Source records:
//! Application error taxonomy and HTTP mapping.
//!
//! Every domain failure is raised as an [`AppError`] and converted into a stable
//! status code plus a machine-readable error code at the HTTP boundary:
//!
//! ```json
//! { "error": { "code": "not_found", "message": "Click not found", "details": { ... } } }
//! ```
//!
//! Store outages ([`AppError::TransientStore`]) and unexpected failures
//! ([`AppError::Internal`]) are logged with their full context and returned with a
//! generic message only.

use axum::{
    Json,
    extract::rejection::{JsonRejection, QueryRejection},
    http::{StatusCode, header},
    response::{IntoResponse, Response},
};
use serde::Serialize;
use serde_json::{Map, Value, json};

#[derive(Serialize)]
struct ErrorBody {
    error: ErrorInfo,
}

/// Serializable error payload.
#[derive(Debug, Serialize)]
pub struct ErrorInfo {
    pub code: &'static str,
    pub message: String,
    pub details: Value,
}

#[derive(Debug, thiserror::Error)]
pub enum AppError {
    /// Malformed or missing input. Recoverable by correcting the request.
    #[error("{message}")]
    Validation { message: String, details: Value },

    /// Unknown partner, product or tracking id.
    #[error("{message}")]
    NotFound { message: String, details: Value },

    /// The entity exists but has been disabled.
    #[error("{message}")]
    InactiveEntity { message: String, details: Value },

    /// The click already owns a conversion.
    #[error("{message}")]
    AlreadyConverted { message: String, details: Value },

    /// The click is older than the attribution window.
    #[error("{message}")]
    AttributionWindowExpired { message: String, details: Value },

    #[error("{message}")]
    Conflict { message: String, details: Value },

    #[error("{message}")]
    Unauthorized { message: String, details: Value },

    /// Store unreachable or timed out. Safe for the caller to retry.
    #[error("{message}")]
    TransientStore { message: String, details: Value },

    #[error("{message}")]
    Internal { message: String, details: Value },
}

impl AppError {
    pub fn bad_request(message: impl Into<String>, details: Value) -> Self {
        Self::Validation {
            message: message.into(),
            details,
        }
    }

    pub fn not_found(message: impl Into<String>, details: Value) -> Self {
        Self::NotFound {
            message: message.into(),
            details,
        }
    }

    pub fn inactive(message: impl Into<String>, details: Value) -> Self {
        Self::InactiveEntity {
            message: message.into(),
            details,
        }
    }

    pub fn already_converted(message: impl Into<String>, details: Value) -> Self {
        Self::AlreadyConverted {
            message: message.into(),
            details,
        }
    }

    pub fn window_expired(message: impl Into<String>, details: Value) -> Self {
        Self::AttributionWindowExpired {
            message: message.into(),
            details,
        }
    }

    pub fn conflict(message: impl Into<String>, details: Value) -> Self {
        Self::Conflict {
            message: message.into(),
            details,
        }
    }

    pub fn unauthorized(message: impl Into<String>, details: Value) -> Self {
        Self::Unauthorized {
            message: message.into(),
            details,
        }
    }

    pub fn transient(message: impl Into<String>, details: Value) -> Self {
        Self::TransientStore {
            message: message.into(),
            details,
        }
    }

    pub fn internal(message: impl Into<String>, details: Value) -> Self {
        Self::Internal {
            message: message.into(),
            details,
        }
    }

    /// Builds a validation error listing every offending field.
    ///
    /// `fields` maps the public (camelCase) field name to its problems.
    pub fn invalid_fields(fields: Map<String, Value>) -> Self {
        Self::bad_request("Invalid request parameters", json!({ "fields": fields }))
    }

    /// Stable HTTP status for this error kind.
    pub fn status_code(&self) -> StatusCode {
        match self {
            AppError::Validation { .. } => StatusCode::BAD_REQUEST,
            AppError::NotFound { .. } => StatusCode::NOT_FOUND,
            AppError::InactiveEntity { .. } => StatusCode::GONE,
            AppError::AlreadyConverted { .. } => StatusCode::NOT_FOUND,
            AppError::AttributionWindowExpired { .. } => StatusCode::BAD_REQUEST,
            AppError::Conflict { .. } => StatusCode::CONFLICT,
            AppError::Unauthorized { .. } => StatusCode::UNAUTHORIZED,
            AppError::TransientStore { .. } => StatusCode::SERVICE_UNAVAILABLE,
            AppError::Internal { .. } => StatusCode::INTERNAL_SERVER_ERROR,
        }
    }

    /// Machine-readable error code.
    pub fn code(&self) -> &'static str {
        match self {
            AppError::Validation { .. } => "validation_error",
            AppError::NotFound { .. } => "not_found",
            AppError::InactiveEntity { .. } => "inactive_entity",
            AppError::AlreadyConverted { .. } => "already_converted",
            AppError::AttributionWindowExpired { .. } => "attribution_window_expired",
            AppError::Conflict { .. } => "conflict",
            AppError::Unauthorized { .. } => "unauthorized",
            AppError::TransientStore { .. } => "service_unavailable",
            AppError::Internal { .. } => "internal_error",
        }
    }

    /// Converts the error into its public payload, hiding internals.
    pub fn to_error_info(&self) -> ErrorInfo {
        let code = self.code();
        match self {
            AppError::TransientStore { .. } => ErrorInfo {
                code,
                message: "Service temporarily unavailable, please retry".to_string(),
                details: json!({}),
            },
            AppError::Internal { .. } => ErrorInfo {
                code,
                message: "Internal server error".to_string(),
                details: json!({}),
            },
            AppError::Validation { message, details }
            | AppError::NotFound { message, details }
            | AppError::InactiveEntity { message, details }
            | AppError::AlreadyConverted { message, details }
            | AppError::AttributionWindowExpired { message, details }
            | AppError::Conflict { message, details }
            | AppError::Unauthorized { message, details } => ErrorInfo {
                code,
                message: message.clone(),
                details: details.clone(),
            },
        }
    }
}

impl IntoResponse for AppError {
    fn into_response(self) -> Response {
        match &self {
            AppError::TransientStore { message, details } => {
                tracing::error!(%message, %details, "store unavailable");
            }
            AppError::Internal { message, details } => {
                tracing::error!(%message, %details, "internal error");
            }
            _ => {}
        }

        let status = self.status_code();
        let body = ErrorBody {
            error: self.to_error_info(),
        };

        if status == StatusCode::UNAUTHORIZED {
            return (status, [(header::WWW_AUTHENTICATE, "Bearer")], Json(body)).into_response();
        }

        (status, Json(body)).into_response()
    }
}

/// Collects per-field validation problems so one response can list them all.
#[derive(Debug, Default)]
pub struct FieldErrors {
    fields: Map<String, Value>,
}

impl FieldErrors {
    pub fn new() -> Self {
        Self::default()
    }

    /// Records a problem for the public (camelCase) field name.
    pub fn add(&mut self, field: &str, message: impl Into<String>) {
        let entry = self
            .fields
            .entry(field.to_string())
            .or_insert_with(|| Value::Array(Vec::new()));
        if let Value::Array(messages) = entry {
            messages.push(Value::String(message.into()));
        }
    }

    pub fn is_empty(&self) -> bool {
        self.fields.is_empty()
    }

    /// `Ok(())` when nothing was recorded, otherwise a validation error.
    pub fn into_result(self) -> Result<(), AppError> {
        if self.fields.is_empty() {
            Ok(())
        } else {
            Err(AppError::invalid_fields(self.fields))
        }
    }
}

impl From<sqlx::Error> for AppError {
    fn from(e: sqlx::Error) -> Self {
        match &e {
            sqlx::Error::PoolTimedOut | sqlx::Error::PoolClosed | sqlx::Error::Io(_) => {
                return AppError::transient("Database unavailable", json!({ "reason": e.to_string() }));
            }
            sqlx::Error::Tls(_) => {
                return AppError::transient("Database unavailable", json!({ "reason": e.to_string() }));
            }
            _ => {}
        }

        if let Some(db) = e.as_database_error()
            && db.is_unique_violation()
        {
            return AppError::conflict(
                "Unique constraint violation",
                json!({ "constraint": db.constraint() }),
            );
        }

        AppError::internal("Database error", json!({ "reason": e.to_string() }))
    }
}

impl From<validator::ValidationErrors> for AppError {
    fn from(errors: validator::ValidationErrors) -> Self {
        let mut fields = Map::new();

        for (field, errs) in errors.field_errors() {
            let messages: Vec<Value> = errs
                .iter()
                .map(|err| {
                    err.message
                        .as_ref()
                        .map(|m| Value::String(m.to_string()))
                        .unwrap_or_else(|| Value::String(err.code.to_string()))
                })
                .collect();
            fields.insert(camel_case(&field), Value::Array(messages));
        }

        AppError::invalid_fields(fields)
    }
}

/// `partner_id` → `partnerId`, matching the JSON field names clients send.
fn camel_case(field: &str) -> String {
    let mut out = String::with_capacity(field.len());
    let mut upper = false;
    for c in field.chars() {
        if c == '_' {
            upper = true;
        } else if upper {
            out.extend(c.to_uppercase());
            upper = false;
        } else {
            out.push(c);
        }
    }
    out
}

impl From<JsonRejection> for AppError {
    fn from(rejection: JsonRejection) -> Self {
        AppError::bad_request(
            "Invalid JSON body",
            json!({ "reason": rejection.body_text() }),
        )
    }
}

impl From<QueryRejection> for AppError {
    fn from(rejection: QueryRejection) -> Self {
        AppError::bad_request(
            "Invalid query parameters",
            json!({ "reason": rejection.body_text() }),
        )
    }
}

#[cfg(test)]
mod tests {
    use super::*;

    #[test]
    fn test_status_mapping() {
        assert_eq!(
            AppError::bad_request("x", json!({})).status_code(),
            StatusCode::BAD_REQUEST
        );
        assert_eq!(
            AppError::not_found("x", json!({})).status_code(),
            StatusCode::NOT_FOUND
        );
        assert_eq!(
            AppError::already_converted("x", json!({})).status_code(),
            StatusCode::NOT_FOUND
        );
        assert_eq!(
            AppError::window_expired("x", json!({})).status_code(),
            StatusCode::BAD_REQUEST
        );
        assert_eq!(
            AppError::inactive("x", json!({})).status_code(),
            StatusCode::GONE
        );
        assert_eq!(
            AppError::transient("x", json!({})).status_code(),
            StatusCode::SERVICE_UNAVAILABLE
        );
    }

    #[test]
    fn test_internal_details_are_hidden() {
        let err = AppError::internal("Database error", json!({ "reason": "relation missing" }));
        let info = err.to_error_info();

        assert_eq!(info.code, "internal_error");
        assert_eq!(info.message, "Internal server error");
        assert_eq!(info.details, json!({}));
    }

    #[test]
    fn test_transient_details_are_hidden() {
        let info = AppError::transient("Database unavailable", json!({ "reason": "timeout" }))
            .to_error_info();

        assert_eq!(info.code, "service_unavailable");
        assert_eq!(info.details, json!({}));
    }

    #[test]
    fn test_domain_details_are_kept() {
        let info = AppError::not_found("Click not found", json!({ "trackingId": "abc" }))
            .to_error_info();

        assert_eq!(info.message, "Click not found");
        assert_eq!(info.details["trackingId"], "abc");
    }

    #[test]
    fn test_field_errors_collects_every_field() {
        let mut errors = FieldErrors::new();
        errors.add("partnerId", "is required");
        errors.add("productId", "is required");
        errors.add("partnerId", "must be a well-formed identifier");

        let err = errors.into_result().unwrap_err();
        let info = err.to_error_info();

        assert_eq!(info.code, "validation_error");
        assert_eq!(info.details["fields"]["partnerId"].as_array().unwrap().len(), 2);
        assert!(info.details["fields"]["productId"].is_array());
        assert!(FieldErrors::new().into_result().is_ok());
    }

    #[test]
    fn test_validator_fields_are_camel_case() {
        assert_eq!(camel_case("partner_id"), "partnerId");
        assert_eq!(camel_case("utm_source"), "utmSource");
        assert_eq!(camel_case("limit"), "limit");
    }

    #[test]
    fn test_validation_errors_keep_every_field() {
        let mut errors = validator::ValidationErrors::new();
        errors.add(
            "partner_id",
            validator::ValidationError::new("regex").with_message("is malformed".into()),
        );
        errors.add("base_url", validator::ValidationError::new("url"));

        let err: AppError = errors.into();
        let fields = &err.to_error_info().details["fields"];

        assert_eq!(fields["partnerId"][0], "is malformed");
        assert_eq!(fields["baseUrl"][0], "url");
    }

    #[test]
    fn test_pool_timeout_is_transient() {
        let err: AppError = sqlx::Error::PoolTimedOut.into();
        assert!(matches!(err, AppError::TransientStore { .. }));
    }

    #[test]
    fn test_row_not_found_is_internal() {
        let err: AppError = sqlx::Error::RowNotFound.into();
        assert!(matches!(err, AppError::Internal { .. }));
    }
}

• **What is expected**: Where a line in the records above contains "problems", include it in the count, and give only that number.

• **Response**: 2